From James Madison to Josiah Stoddard Johnston, 18 December 1827
To Josiah Stoddard Johnston
Montpellier December 18. 1827
Dear Sir
I return my thanks for the copy of the “Examination of the charges against Mr. Adams and Mr. Clay”;1 of which less cannot be said than that it exhibits very able & impressive views of the subject; and with a degree of moderation & fairness too little found in the political discussions of the period.

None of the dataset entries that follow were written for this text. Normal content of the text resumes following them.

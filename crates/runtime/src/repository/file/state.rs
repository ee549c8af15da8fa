//! File-based StateRepository implementation.

use std::fs;
use std::path::{Path, PathBuf};

use menu_core::PlayerState;

use crate::repository::{RepositoryError, Result, StateRepository};

/// Stores the player state as one pretty-printed JSON document.
///
/// Writes go to a sibling `.tmp` file that is renamed over the target, so a
/// crash mid-save leaves the previous document intact. Fields missing from
/// an older document load as their defaults.
#[derive(Debug, Clone)]
pub struct FileStateRepository {
    path: PathBuf,
}

impl FileStateRepository {
    pub fn new(path: impl AsRef<Path>) -> Self {
        Self {
            path: path.as_ref().to_path_buf(),
        }
    }

    pub fn path(&self) -> &Path {
        &self.path
    }

    fn temp_path(&self) -> PathBuf {
        self.path.with_extension("json.tmp")
    }
}

impl StateRepository for FileStateRepository {
    fn save(&self, state: &PlayerState) -> Result<()> {
        if let Some(parent) = self.path.parent()
            && !parent.as_os_str().is_empty()
        {
            fs::create_dir_all(parent)?;
        }

        let json = serde_json::to_vec_pretty(state)
            .map_err(|e| RepositoryError::Json(e.to_string()))?;

        let temp_path = self.temp_path();
        fs::write(&temp_path, json)?;
        if let Err(err) = fs::rename(&temp_path, &self.path) {
            if let Err(cleanup) = fs::remove_file(&temp_path) {
                tracing::warn!("Failed to remove {}: {cleanup}", temp_path.display());
            }
            return Err(err.into());
        }

        tracing::debug!("Saved player state to {}", self.path.display());
        Ok(())
    }

    fn load(&self) -> Result<Option<PlayerState>> {
        if !self.path.exists() {
            return Ok(None);
        }

        let bytes = fs::read(&self.path)?;
        let state: PlayerState = serde_json::from_slice(&bytes).map_err(|e| {
            RepositoryError::CorruptedData(format!("{}: {e}", self.path.display()))
        })?;

        tracing::debug!("Loaded player state from {}", self.path.display());
        Ok(Some(state))
    }

    fn exists(&self) -> bool {
        self.path.exists()
    }

    fn delete(&self) -> Result<()> {
        if self.path.exists() {
            fs::remove_file(&self.path)?;
            tracing::debug!("Deleted {}", self.path.display());
        }
        Ok(())
    }
}

#[cfg(test)]
mod tests {
    use menu_core::{Currencies, Settings};

    use super::*;

    fn sample() -> PlayerState {
        PlayerState {
            currencies: Currencies::new(450, 12),
            settings: Settings {
                username: "Ada".into(),
                ..Settings::default()
            },
            ..PlayerState::default()
        }
    }

    #[test]
    fn save_then_load() {
        let dir = tempfile::tempdir().unwrap();
        let repo = FileStateRepository::new(dir.path().join("nested/savegame.json"));

        assert!(repo.load().unwrap().is_none());
        repo.save(&sample()).unwrap();

        assert!(repo.exists());
        assert!(!repo.temp_path().exists());
        assert_eq!(repo.load().unwrap(), Some(sample()));
    }

    #[test]
    fn new_game_survives_round_trip() {
        let data = menu_content::builtin::catalog().unwrap();
        let oracles = crate::oracle::OracleManager::from_catalog_data(data);
        let state = PlayerState::new_game(&oracles.as_catalog(), &Default::default());

        let dir = tempfile::tempdir().unwrap();
        let repo = FileStateRepository::new(dir.path().join("savegame.json"));
        repo.save(&state).unwrap();

        assert_eq!(repo.load().unwrap(), Some(state));
    }

    #[test]
    fn corrupt_document_is_reported() {
        let dir = tempfile::tempdir().unwrap();
        let path = dir.path().join("savegame.json");
        fs::write(&path, b"{ not json").unwrap();

        let err = FileStateRepository::new(&path).load().unwrap_err();
        assert!(err.is_corruption());
    }

    #[test]
    fn missing_fields_take_defaults() {
        let dir = tempfile::tempdir().unwrap();
        let path = dir.path().join("savegame.json");
        fs::write(&path, br#"{ "currencies": { "gold": 7 } }"#).unwrap();

        let state = FileStateRepository::new(&path).load().unwrap().unwrap();
        assert_eq!(state.currencies, Currencies::new(7, 0));
        assert_eq!(state.settings, Settings::default());
        assert!(state.characters.is_empty());
    }

    #[test]
    fn failed_rename_removes_temp_file() {
        let dir = tempfile::tempdir().unwrap();
        let path = dir.path().join("savegame.json");
        // A non-empty directory at the target makes the rename fail.
        fs::create_dir(&path).unwrap();
        fs::write(path.join("keep"), b"").unwrap();
        let repo = FileStateRepository::new(&path);

        assert!(matches!(repo.save(&sample()), Err(RepositoryError::Io(_))));
        assert!(!repo.temp_path().exists());
        assert!(path.join("keep").exists());
    }

    #[test]
    fn delete_removes_document() {
        let dir = tempfile::tempdir().unwrap();
        let repo = FileStateRepository::new(dir.path().join("savegame.json"));
        repo.save(&sample()).unwrap();

        repo.delete().unwrap();
        assert!(!repo.exists());
        repo.delete().unwrap();
    }
}
//! Discounted pricing with per-currency rounding.

use core::fmt;

use crate::state::CurrencyKind;

/// Largest discount that has an effect; larger values clamp to a free item.
pub const MAX_DISCOUNT: u32 = 100;

/// An amount in a specific currency.
///
/// Gold and gems are whole units. `Usd` amounts are cents, so the
/// two-decimal real-money price is exact.
#[derive(Clone, Copy, Debug, PartialEq, Eq, Hash)]
#[cfg_attr(feature = "serde", derive(serde::Serialize, serde::Deserialize))]
pub struct Price {
    pub currency: CurrencyKind,
    pub amount: u32,
}

impl Price {
    pub const fn new(currency: CurrencyKind, amount: u32) -> Self {
        Self { currency, amount }
    }

    pub const fn is_free(&self) -> bool {
        self.amount == 0
    }
}

impl fmt::Display for Price {
    fn fmt(&self, f: &mut fmt::Formatter<'_>) -> fmt::Result {
        match self.currency {
            CurrencyKind::Usd => write!(f, "${}.{:02}", self.amount / 100, self.amount % 100),
            CurrencyKind::Gold | CurrencyKind::Gems => {
                write!(f, "{} {}", self.amount, self.currency)
            }
        }
    }
}

/// Computes `cost * (100 - discount) / 100` in `currency`.
///
/// Gold and gems truncate toward zero. Real-money cents round half up. The
/// match is exhaustive so a new currency kind fails to compile until its
/// rounding rule is chosen.
pub fn discounted_price(cost: u32, discount: u32, currency: CurrencyKind) -> Price {
    let kept = u64::from(MAX_DISCOUNT - discount.min(MAX_DISCOUNT));
    let scaled = u64::from(cost) * kept;
    let amount = match currency {
        CurrencyKind::Gold | CurrencyKind::Gems => scaled / 100,
        CurrencyKind::Usd => (scaled + 50) / 100,
    };
    // amount <= cost, so the conversion cannot fail.
    Price::new(currency, u32::try_from(amount).unwrap_or(cost))
}

#[cfg(test)]
mod tests {
    use super::*;

    #[test]
    fn half_off_gold() {
        assert_eq!(
            discounted_price(100, 50, CurrencyKind::Gold),
            Price::new(CurrencyKind::Gold, 50)
        );
    }

    #[test]
    fn in_game_currencies_truncate() {
        assert_eq!(discounted_price(99, 50, CurrencyKind::Gems).amount, 49);
        assert_eq!(discounted_price(7, 33, CurrencyKind::Gold).amount, 4);
    }

    #[test]
    fn real_money_rounds_cents_half_up() {
        // $4.99 at 50% off is 249.5 cents.
        let price = discounted_price(499, 50, CurrencyKind::Usd);
        assert_eq!(price.amount, 250);
        assert_eq!(price.to_string(), "$2.50");
    }

    #[test]
    fn discount_above_hundred_is_free() {
        assert!(discounted_price(100, 250, CurrencyKind::Gold).is_free());
    }

    #[test]
    fn no_discount_keeps_cost() {
        assert_eq!(discounted_price(u32::MAX, 0, CurrencyKind::Gold).amount, u32::MAX);
    }
}
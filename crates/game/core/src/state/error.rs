//! Aggregate invariant violations.

use crate::error::{ErrorSeverity, GameError};
use crate::state::types::{CharacterId, EquipmentId, MessageId};

/// A [`super::PlayerState`] invariant that failed to hold.
///
/// Raised by post-validation; a transaction that produces one is discarded
/// and the previous state kept.
#[derive(Clone, Copy, Debug, PartialEq, Eq, thiserror::Error)]
#[cfg_attr(feature = "serde", derive(serde::Serialize, serde::Deserialize))]
pub enum InvariantViolation {
    #[error("equipment {equipment} is worn in more than one slot")]
    EquipmentWornTwice { equipment: EquipmentId },

    #[error("equipment {equipment} is worn by {character} but not owned")]
    WornButNotOwned {
        equipment: EquipmentId,
        character: CharacterId,
    },

    #[error("character {0} appears more than once")]
    DuplicateCharacter(CharacterId),

    #[error("message {0} appears more than once in the mailbox")]
    DuplicateMessage(MessageId),
}

impl GameError for InvariantViolation {
    fn severity(&self) -> ErrorSeverity {
        ErrorSeverity::Internal
    }

    fn error_code(&self) -> &'static str {
        match self {
            Self::EquipmentWornTwice { .. } => "EQUIPMENT_WORN_TWICE",
            Self::WornButNotOwned { .. } => "WORN_BUT_NOT_OWNED",
            Self::DuplicateCharacter(_) => "DUPLICATE_CHARACTER",
            Self::DuplicateMessage(_) => "DUPLICATE_MESSAGE",
        }
    }
}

This acknowledgement of your politeness, would have been sooner made, but for an endemic indisposition from which I am just recovered. I hope no such interruption has befallen the health of yourself or of Mrs. Johnston, to both of whom Mrs. Madison unites with me in a tender of respectful & cordial salutations.
James Madison
Pardon the mistake of a broken sheet.
RC (CtY); draft (DLC). Addressed by JM to Johnston: “Senator of Louisiana in Congress Washington”; postmarked at Orange Court House, Virginia, 21 Dec. Josiah Stoddard Johnston (1784–1833), a Connecticut-born graduate of Transylvania University, was a Louisiana lawyer who served in the territorial legislature, 1805–12; as a state district judge, 1812–21; as a member of the U.S. House of Representatives, 1821–23; and as a U.S. senator from 1824 until he was killed in a steamboat explosion on the Red River.